## Work required
Give only the number of lines in the following entries where "DocumentFile" appears.
__________
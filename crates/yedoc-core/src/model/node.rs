use indexmap::IndexMap;

use crate::attrs::{LINE_TYPES, SHAPES, check_value};
use crate::error::Result;
use crate::label::{LabelStyle, NodeLabel, NodeLabelOptions};
use crate::model::{Geometry, Owner, UmlData};
use crate::properties::{PropertySchema, PropertyScope};
use crate::xml::XmlElement;

/// Construction options for a [`Node`]. Field defaults match what the
/// consuming application assigns to a freshly drawn node.
#[derive(Debug, Clone)]
pub struct NodeOptions {
    /// First label text; the display name when absent.
    pub label: Option<String>,
    pub label_alignment: String,
    pub font_family: String,
    pub underlined_text: String,
    pub font_style: String,
    pub font_size: String,
    pub shape: String,
    pub shape_fill: String,
    pub transparent: String,
    pub border_color: String,
    pub border_type: String,
    pub border_width: String,
    pub geometry: Geometry,
    /// Payload element tag, `ShapeNode` unless the node carries a UML class.
    pub node_type: String,
    pub uml: Option<UmlData>,
    pub custom_properties: IndexMap<String, String>,
    pub url: Option<String>,
    pub description: Option<String>,
}

impl Default for NodeOptions {
    fn default() -> Self {
        Self {
            label: None,
            label_alignment: "center".to_string(),
            font_family: "Dialog".to_string(),
            underlined_text: "false".to_string(),
            font_style: "plain".to_string(),
            font_size: "12".to_string(),
            shape: "rectangle".to_string(),
            shape_fill: "#FFCC00".to_string(),
            transparent: "false".to_string(),
            border_color: "#000000".to_string(),
            border_type: "line".to_string(),
            border_width: "1.0".to_string(),
            geometry: Geometry::default(),
            node_type: "ShapeNode".to_string(),
            uml: None,
            custom_properties: IndexMap::new(),
            url: None,
            description: None,
        }
    }
}

/// A leaf entity of the document.
#[derive(Debug, Clone)]
pub struct Node {
    pub name: String,
    pub labels: Vec<NodeLabel>,
    pub shape: String,
    pub shape_fill: String,
    pub transparent: String,
    pub border_color: String,
    pub border_type: String,
    pub border_width: String,
    pub geometry: Geometry,
    pub node_type: String,
    pub uml: Option<UmlData>,
    pub url: Option<String>,
    pub description: Option<String>,
    pub properties: IndexMap<String, String>,
    owner: Owner,
    structural_id: String,
}

impl Node {
    pub(crate) fn new(
        name: impl Into<String>,
        options: NodeOptions,
        schema: &PropertySchema,
    ) -> Result<Self> {
        let name = name.into();
        check_value("shape", &options.shape, SHAPES)?;
        check_value("border_type", &options.border_type, LINE_TYPES)?;

        let first_label = NodeLabel::new(
            options.label.as_deref().unwrap_or(&name),
            NodeLabelOptions {
                style: LabelStyle {
                    alignment: options.label_alignment,
                    font_family: options.font_family,
                    underlined_text: options.underlined_text,
                    font_style: options.font_style,
                    font_size: options.font_size,
                    ..LabelStyle::default()
                },
                ..NodeLabelOptions::default()
            },
        )?;

        let properties =
            schema.values_with_overrides(PropertyScope::Node, &options.custom_properties)?;

        Ok(Self {
            name,
            labels: vec![first_label],
            shape: options.shape,
            shape_fill: options.shape_fill,
            transparent: options.transparent,
            border_color: options.border_color,
            border_type: options.border_type,
            border_width: options.border_width,
            geometry: options.geometry,
            node_type: options.node_type,
            uml: options.uml,
            url: options.url,
            description: options.description,
            properties,
            owner: Owner::Root,
            structural_id: String::new(),
        })
    }

    /// Appends a label. Chainable.
    pub fn add_label(&mut self, text: impl Into<String>, options: NodeLabelOptions) -> Result<&mut Self> {
        self.labels.push(NodeLabel::new(text, options)?);
        Ok(self)
    }

    pub fn owner(&self) -> Owner {
        self.owner
    }

    /// Structural id as of the last recomputation. Positional, not durable.
    pub fn structural_id(&self) -> &str {
        &self.structural_id
    }

    pub(crate) fn set_owner(&mut self, owner: Owner) {
        self.owner = owner;
    }

    pub(crate) fn set_structural_id(&mut self, sid: String) {
        self.structural_id = sid;
    }

    pub(crate) fn rename(&mut self, name: &str) {
        if let Some(first) = self.labels.first_mut() {
            if first.text() == self.name {
                first.set_text(name);
            }
        }
        self.name = name.to_string();
    }

    pub(crate) fn set_labels(&mut self, labels: Vec<NodeLabel>) {
        self.labels = labels;
    }

    pub fn to_xml_element(&self, schema: &PropertySchema) -> XmlElement {
        let mut payload = XmlElement::new(format!("y:{}", self.node_type));
        if let Some(geometry) = self.geometry.to_xml_element() {
            payload.push_child(geometry);
        }
        payload.push_child(
            XmlElement::new("y:Fill")
                .attr("color", &self.shape_fill)
                .attr("transparent", &self.transparent),
        );
        payload.push_child(
            XmlElement::new("y:BorderStyle")
                .attr("color", &self.border_color)
                .attr("type", &self.border_type)
                .attr("width", &self.border_width),
        );
        for label in &self.labels {
            payload.push_child(label.to_xml_element());
        }
        payload.push_child(XmlElement::new("y:Shape").attr("type", &self.shape));

        if let Some(uml) = &self.uml {
            payload.push_child(
                XmlElement::new("y:UML")
                    .attr("stereotype", uml.stereotype.as_deref().unwrap_or(""))
                    .child(
                        XmlElement::new("y:AttributeLabel")
                            .attr("type", &self.shape)
                            .text(&uml.attributes),
                    )
                    .child(
                        XmlElement::new("y:MethodLabel")
                            .attr("type", &self.shape)
                            .text(&uml.methods),
                    ),
            );
        }

        let mut element = XmlElement::new("node")
            .attr("id", &self.structural_id)
            .child(XmlElement::new("data").attr("key", "data_node").child(payload));

        if let Some(url) = &self.url {
            element.push_child(XmlElement::new("data").attr("key", "url_node").text(url));
        }
        if let Some(description) = &self.description {
            element.push_child(
                XmlElement::new("data")
                    .attr("key", "description_node")
                    .text(description),
            );
        }
        for definition in schema.for_scope(PropertyScope::Node) {
            let value = self
                .properties
                .get(&definition.name)
                .unwrap_or(&definition.default_value);
            element.push_child(
                XmlElement::new("data")
                    .attr("key", definition.key_id())
                    .text(value),
            );
        }
        element
    }
}
//! Minimal owned XML element tree with deterministic serialization.
//!
//! Attributes keep insertion order, so repeated serialization of the same
//! in-memory graph yields byte-identical text.

use std::fmt::Write as _;

#[derive(Debug, Clone, PartialEq)]
pub struct XmlElement {
    tag: String,
    attrs: Vec<(String, String)>,
    text: Option<String>,
    children: Vec<XmlElement>,
}

impl XmlElement {
    pub fn new(tag: impl Into<String>) -> Self {
        Self {
            tag: tag.into(),
            attrs: Vec::new(),
            text: None,
            children: Vec::new(),
        }
    }

    pub fn attr(mut self, name: impl Into<String>, value: impl Into<String>) -> Self {
        self.attrs.push((name.into(), value.into()));
        self
    }

    pub fn set_attr(&mut self, name: impl Into<String>, value: impl Into<String>) {
        self.attrs.push((name.into(), value.into()));
    }

    pub fn text(mut self, text: impl Into<String>) -> Self {
        self.text = Some(text.into());
        self
    }

    pub fn child(mut self, child: XmlElement) -> Self {
        self.children.push(child);
        self
    }

    pub fn push_child(&mut self, child: XmlElement) {
        self.children.push(child);
    }

    pub fn tag(&self) -> &str {
        &self.tag
    }

    pub fn to_compact_string(&self) -> String {
        let mut out = String::new();
        self.write_compact(&mut out);
        out
    }

    pub fn to_pretty_string(&self) -> String {
        let mut out = String::new();
        self.write_pretty(&mut out, 0);
        out
    }

    fn write_open_tag(&self, out: &mut String, self_close: bool) {
        out.push('<');
        out.push_str(&self.tag);
        for (name, value) in &self.attrs {
            let _ = write!(out, " {}=\"{}\"", name, escape_attr(value));
        }
        out.push_str(if self_close { "/>" } else { ">" });
    }

    fn write_compact(&self, out: &mut String) {
        if self.text.is_none() && self.children.is_empty() {
            self.write_open_tag(out, true);
            return;
        }
        self.write_open_tag(out, false);
        if let Some(text) = &self.text {
            out.push_str(&escape_text(text));
        }
        for child in &self.children {
            child.write_compact(out);
        }
        let _ = write!(out, "</{}>", self.tag);
    }

    fn write_pretty(&self, out: &mut String, depth: usize) {
        let pad = "  ".repeat(depth);
        out.push_str(&pad);
        if self.text.is_none() && self.children.is_empty() {
            self.write_open_tag(out, true);
            out.push('\n');
            return;
        }
        self.write_open_tag(out, false);
        if let Some(text) = &self.text {
            out.push_str(&escape_text(text));
        }
        if self.children.is_empty() {
            let _ = write!(out, "</{}>\n", self.tag);
            return;
        }
        out.push('\n');
        for child in &self.children {
            child.write_pretty(out, depth + 1);
        }
        out.push_str(&pad);
        let _ = write!(out, "</{}>\n", self.tag);
    }
}

pub fn escape_text(raw: &str) -> String {
    let mut out = String::with_capacity(raw.len());
    for c in raw.chars() {
        match c {
            '&' => out.push_str("&amp;"),
            '<' => out.push_str("&lt;"),
            '>' => out.push_str("&gt;"),
            _ => out.push(c),
        }
    }
    out
}

pub fn escape_attr(raw: &str) -> String {
    let mut out = String::with_capacity(raw.len());
    for c in raw.chars() {
        match c {
            '&' => out.push_str("&amp;"),
            '<' => out.push_str("&lt;"),
            '>' => out.push_str("&gt;"),
            '"' => out.push_str("&quot;"),
            '\n' => out.push_str("&#10;"),
            _ => out.push(c),
        }
    }
    out
}
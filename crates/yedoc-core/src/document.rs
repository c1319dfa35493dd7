//! Normalized on-disk handle for a persisted document.

use std::path::{Path, PathBuf};

pub const DOCUMENT_EXTENSION: &str = "graphml";
const DEFAULT_BASENAME: &str = "temp";

#[derive(Debug, Clone, Copy, Default)]
pub struct PersistOptions {
    /// Indented output instead of the compact single-line form.
    pub pretty: bool,
    pub overwrite: bool,
}

/// A document path with the format extension enforced. A missing or invalid
/// directory falls back to the current working directory.
#[derive(Debug, Clone)]
pub struct DocumentFile {
    path: PathBuf,
}

impl DocumentFile {
    pub fn new(path: impl AsRef<Path>) -> Self {
        let raw = path.as_ref();
        let mut basename = raw
            .file_name()
            .map(|name| name.to_string_lossy().into_owned())
            .filter(|name| !name.is_empty())
            .unwrap_or_else(|| DEFAULT_BASENAME.to_string());
        if !basename.ends_with(&format!(".{DOCUMENT_EXTENSION}")) {
            basename.push('.');
            basename.push_str(DOCUMENT_EXTENSION);
        }
        let dir = match raw.parent() {
            Some(parent) if !parent.as_os_str().is_empty() && parent.is_dir() => {
                parent.to_path_buf()
            }
            _ => std::env::current_dir().unwrap_or_else(|_| PathBuf::from(".")),
        };
        Self {
            path: dir.join(basename),
        }
    }

    pub fn temp() -> Self {
        Self::new(DEFAULT_BASENAME)
    }

    pub fn path(&self) -> &Path {
        &self.path
    }

    pub fn basename(&self) -> String {
        self.path
            .file_name()
            .map(|name| name.to_string_lossy().into_owned())
            .unwrap_or_default()
    }

    pub fn exists(&self) -> bool {
        self.path.is_file()
    }
}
__________
## Reply to the exercise
2